### Data extracts
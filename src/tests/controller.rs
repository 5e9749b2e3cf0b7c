use super::{Arrow, Granularity, Navigation, NavigationController};
use crate::error::NavError;
use crate::index::NavigationIndex;
use crate::section::Section;
use crate::timeline::{TimerEvent, Timeline};
use std::rc::Rc;
use std::time::Duration;

const TRANSITION: Duration = Duration::from_millis(300);

fn mixed_index() -> Rc<NavigationIndex> {
    Rc::new(
        NavigationIndex::new(vec![
            Section::new("Overview", ["Overview", "Roles", "Impact"]),
            Section::new("Research", ["Strategy", "Methods", "Participants"]),
            Section::flat("Thinking"),
            Section::new("Prototyping", ["Wireframes", "Prototypes"]),
            Section::flat("Outcome"),
        ])
        .unwrap(),
    )
}

fn settle(controller: &mut NavigationController, timeline: &mut Timeline) {
    for event in timeline.advance(TRANSITION) {
        if event == TimerEvent::TransitionEnd {
            controller.end_transition();
        }
    }
}

#[test]
fn test_starts_at_origin() {
    let controller = NavigationController::new(mixed_index(), TRANSITION);
    let state = controller.state();
    assert_eq!(state.active_section, 0);
    assert_eq!(state.active_subsection, 0);
    assert!(!state.transition_in_flight);
}

#[test]
fn test_section_change_resets_subsection() {
    let mut timeline = Timeline::new();
    let mut controller = NavigationController::new(mixed_index(), TRANSITION);

    controller.go_to_section(1, &mut timeline).unwrap();
    settle(&mut controller, &mut timeline);
    controller.go_to_subsection(2, &mut timeline).unwrap();
    settle(&mut controller, &mut timeline);
    assert_eq!(
        (controller.active_section(), controller.active_subsection()),
        (1, 2)
    );

    let outcome = controller.go_to_section(3, &mut timeline).unwrap();
    assert_eq!(outcome, Navigation::Applied);
    let state = controller.state();
    assert_eq!((state.active_section, state.active_subsection), (3, 0));
}

#[test]
fn test_same_section_is_a_no_op_and_keeps_guard_free() {
    let mut timeline = Timeline::new();
    let mut controller = NavigationController::new(mixed_index(), TRANSITION);

    let outcome = controller.go_to_section(0, &mut timeline).unwrap();
    assert_eq!(outcome, Navigation::AlreadyActive);
    assert!(!controller.in_flight());
    assert_eq!(timeline.pending(), 0);
}

#[test]
fn test_requests_during_transition_are_dropped() {
    let mut timeline = Timeline::new();
    let mut controller = NavigationController::new(mixed_index(), TRANSITION);

    controller.go_to_section(1, &mut timeline).unwrap();
    let before = controller.state();
    assert!(before.transition_in_flight);

    assert_eq!(
        controller.go_to_section(3, &mut timeline).unwrap(),
        Navigation::Suppressed
    );
    assert_eq!(
        controller.go_to_subsection(1, &mut timeline).unwrap(),
        Navigation::Suppressed
    );
    assert_eq!(
        controller.next_section(&mut timeline).unwrap(),
        Navigation::Suppressed
    );
    assert_eq!(
        controller.prev_section(&mut timeline).unwrap(),
        Navigation::Suppressed
    );
    assert_eq!(
        controller.next_subsection(&mut timeline).unwrap(),
        Navigation::Suppressed
    );
    assert_eq!(
        controller.prev_subsection(&mut timeline).unwrap(),
        Navigation::Suppressed
    );
    assert_eq!(controller.state(), before);
    assert_eq!(timeline.pending(), 1, "dropped requests schedule nothing");
}

#[test]
fn test_guard_releases_after_duration() {
    let mut timeline = Timeline::new();
    let mut controller = NavigationController::new(mixed_index(), TRANSITION);

    controller.next_section(&mut timeline).unwrap();
    assert!(timeline
        .advance(Duration::from_millis(299))
        .is_empty());
    assert!(controller.in_flight());

    assert_eq!(
        timeline.advance(Duration::from_millis(1)),
        vec![TimerEvent::TransitionEnd]
    );
    controller.end_transition();
    assert!(!controller.in_flight());
    assert_eq!(
        controller.next_section(&mut timeline).unwrap(),
        Navigation::Applied
    );
    assert_eq!(controller.active_section(), 2);
}

#[test]
fn test_next_section_wraps_back_to_start() {
    let index = mixed_index();
    let count = index.section_count();
    for start in 0..count {
        let mut timeline = Timeline::new();
        let mut controller = NavigationController::new(Rc::clone(&index), TRANSITION);
        if start != 0 {
            controller.go_to_section(start, &mut timeline).unwrap();
            settle(&mut controller, &mut timeline);
        }
        for _ in 0..count {
            controller.next_section(&mut timeline).unwrap();
            settle(&mut controller, &mut timeline);
        }
        assert_eq!(controller.active_section(), start);
    }
}

#[test]
fn test_prev_section_wraps_to_last() {
    let mut timeline = Timeline::new();
    let mut controller = NavigationController::new(mixed_index(), TRANSITION);
    controller.prev_section(&mut timeline).unwrap();
    assert_eq!(controller.active_section(), 4);
}

#[test]
fn test_left_arrow_wraps_subsections() {
    let mut timeline = Timeline::new();
    let mut controller = NavigationController::new(mixed_index(), TRANSITION);

    assert_eq!(controller.granularity(), Granularity::Subsection);
    controller.on_arrow(Arrow::Left, &mut timeline).unwrap();
    assert_eq!(
        (controller.active_section(), controller.active_subsection()),
        (0, 2)
    );
    settle(&mut controller, &mut timeline);
    controller.on_arrow(Arrow::Right, &mut timeline).unwrap();
    assert_eq!(controller.active_subsection(), 0);
}

#[test]
fn test_arrows_step_sections_without_subsections() {
    let mut timeline = Timeline::new();
    let mut controller = NavigationController::new(mixed_index(), TRANSITION);
    controller.go_to_section(2, &mut timeline).unwrap();
    settle(&mut controller, &mut timeline);

    assert_eq!(controller.granularity(), Granularity::Section);
    controller.on_arrow(Arrow::Right, &mut timeline).unwrap();
    assert_eq!(controller.active_section(), 3);
    settle(&mut controller, &mut timeline);

    // "Prototyping" has subsections, so the same key now steps within it.
    assert_eq!(controller.granularity(), Granularity::Subsection);
    controller.on_arrow(Arrow::Right, &mut timeline).unwrap();
    assert_eq!(
        (controller.active_section(), controller.active_subsection()),
        (3, 1)
    );
}

#[test]
fn test_router_never_steps_missing_subsections() {
    let index = mixed_index();
    for section in 0..index.section_count() {
        for arrow in [Arrow::Left, Arrow::Right] {
            let mut timeline = Timeline::new();
            let mut controller = NavigationController::new(Rc::clone(&index), TRANSITION);
            if section != 0 {
                controller.go_to_section(section, &mut timeline).unwrap();
                settle(&mut controller, &mut timeline);
            }
            let result = controller.on_arrow(arrow, &mut timeline);
            assert!(
                result.is_ok(),
                "arrow in section {section} routed to a failing operation"
            );
        }
    }
}

#[test]
fn test_subsection_stepping_without_subsections_fails() {
    let mut timeline = Timeline::new();
    let mut controller = NavigationController::new(mixed_index(), TRANSITION);
    controller.go_to_section(4, &mut timeline).unwrap();
    settle(&mut controller, &mut timeline);

    assert!(matches!(
        controller.next_subsection(&mut timeline),
        Err(NavError::NoSubsections { section: 4 })
    ));
    assert!(matches!(
        controller.prev_subsection(&mut timeline),
        Err(NavError::NoSubsections { section: 4 })
    ));
    assert!(!controller.in_flight());
}

#[test]
fn test_out_of_range_targets_fail_loudly() {
    let mut timeline = Timeline::new();
    let mut controller = NavigationController::new(mixed_index(), TRANSITION);

    assert!(matches!(
        controller.go_to_section(5, &mut timeline),
        Err(NavError::SectionOutOfRange { index: 5, count: 5 })
    ));
    assert!(matches!(
        controller.go_to_subsection(3, &mut timeline),
        Err(NavError::SubsectionOutOfRange {
            section: 0,
            index: 3,
            count: 3
        })
    ));
    assert_eq!(controller.active_section(), 0);
    assert!(!controller.in_flight());
}

#[test]
fn test_out_of_range_fails_even_mid_transition() {
    let mut timeline = Timeline::new();
    let mut controller = NavigationController::new(mixed_index(), TRANSITION);
    controller.go_to_section(1, &mut timeline).unwrap();

    assert!(controller.go_to_section(99, &mut timeline).is_err());
}
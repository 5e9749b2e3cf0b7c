//! Virtual clock and scheduled completion events.
//!
//! Transitions end on a timer. Rather than firing callbacks from a wall-clock timer, completions
//! are queued here against a virtual `now` and handed back to the owner when time is advanced.
//! The owner delivers them through the same event path as user input, so ordering between a
//! completion and a keypress is explicit, and tests step time deterministically.

use std::time::Duration;

#[derive(Clone, Copy, Debug, PartialEq, Eq)]
/// Completion events a session schedules for itself.
pub enum TimerEvent {
    /// The section/subsection change animation has finished.
    TransitionEnd,
    /// The opening expansion from the anchor rectangle has finished.
    ExpansionEnd,
}

#[derive(Clone, Copy, Debug)]
struct Scheduled {
    due: Duration,
    seq: u64,
    event: TimerEvent,
}

#[derive(Debug, Default)]
/// Virtual time plus the queue of pending timer events.
pub struct Timeline {
    now: Duration,
    seq: u64,
    pending: Vec<Scheduled>,
}

impl Timeline {
    #[must_use]
    /// A timeline at time zero with nothing scheduled.
    pub fn new() -> Self {
        Self::default()
    }

    #[must_use]
    /// Current virtual time since the timeline was created.
    pub fn now(&self) -> Duration {
        self.now
    }

    /// Queues `event` to fire `after` from now.
    pub fn schedule(&mut self, after: Duration, event: TimerEvent) {
        self.seq += 1;
        self.pending.push(Scheduled {
            due: self.now + after,
            seq: self.seq,
            event,
        });
    }

    /// Moves time forward by `by`, returning the events now due.
    ///
    /// Events come back in deadline order; events sharing a deadline keep scheduling order.
    pub fn advance(&mut self, by: Duration) -> Vec<TimerEvent> {
        self.now += by;
        let now = self.now;
        let (mut due, rest): (Vec<_>, Vec<_>) = self.pending.drain(..).partition(|s| s.due <= now);
        self.pending = rest;
        due.sort_by_key(|s| (s.due, s.seq));
        due.into_iter().map(|s| s.event).collect()
    }

    #[must_use]
    /// Time remaining until the earliest pending event, if any.
    pub fn next_due(&self) -> Option<Duration> {
        self.pending
            .iter()
            .map(|s| s.due.saturating_sub(self.now))
            .min()
    }

    #[must_use]
    /// Number of events still waiting.
    pub fn pending(&self) -> usize {
        self.pending.len()
    }

    /// Drops every pending event. Virtual time is kept.
    pub fn clear(&mut self) {
        self.pending.clear();
    }
}

#[cfg(test)]
#[path = "tests/timeline.rs"]
mod tests;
######
# Directions for this task
Write out only the lines from the very start of the entries above to the line that includes "controller.go_to_subsection(2, &mut timeline).unwrap();", both ends included, each one unchanged.

# Exercise result
filename src/tests/controller.rs
repository 5e9749b2e3cf0b7c
use super::{Arrow, Granularity, Navigation, NavigationController};
use crate::error::NavError;
use crate::index::NavigationIndex;
use crate::section::Section;
use crate::timeline::{TimerEvent, Timeline};
use std::rc::Rc;
use std::time::Duration;

const TRANSITION: Duration = Duration::from_millis(300);

fn mixed_index() -> Rc<NavigationIndex> {
    Rc::new(
        NavigationIndex::new(vec![
            Section::new("Overview", ["Overview", "Roles", "Impact"]),
            Section::new("Research", ["Strategy", "Methods", "Participants"]),
            Section::flat("Thinking"),
            Section::new("Prototyping", ["Wireframes", "Prototypes"]),
            Section::flat("Outcome"),
        ])
        .unwrap(),
    )
}

fn settle(controller: &mut NavigationController, timeline: &mut Timeline) {
    for event in timeline.advance(TRANSITION) {
        if event == TimerEvent::TransitionEnd {
            controller.end_transition();
        }
    }
}

#[test]
fn test_starts_at_origin() {
    let controller = NavigationController::new(mixed_index(), TRANSITION);
    let state = controller.state();
    assert_eq!(state.active_section, 0);
    assert_eq!(state.active_subsection, 0);
    assert!(!state.transition_in_flight);
}

#[test]
fn test_section_change_resets_subsection() {
    let mut timeline = Timeline::new();
    let mut controller = NavigationController::new(mixed_index(), TRANSITION);

    controller.go_to_section(1, &mut timeline).unwrap();
    settle(&mut controller, &mut timeline);
    controller.go_to_subsection(2, &mut timeline).unwrap();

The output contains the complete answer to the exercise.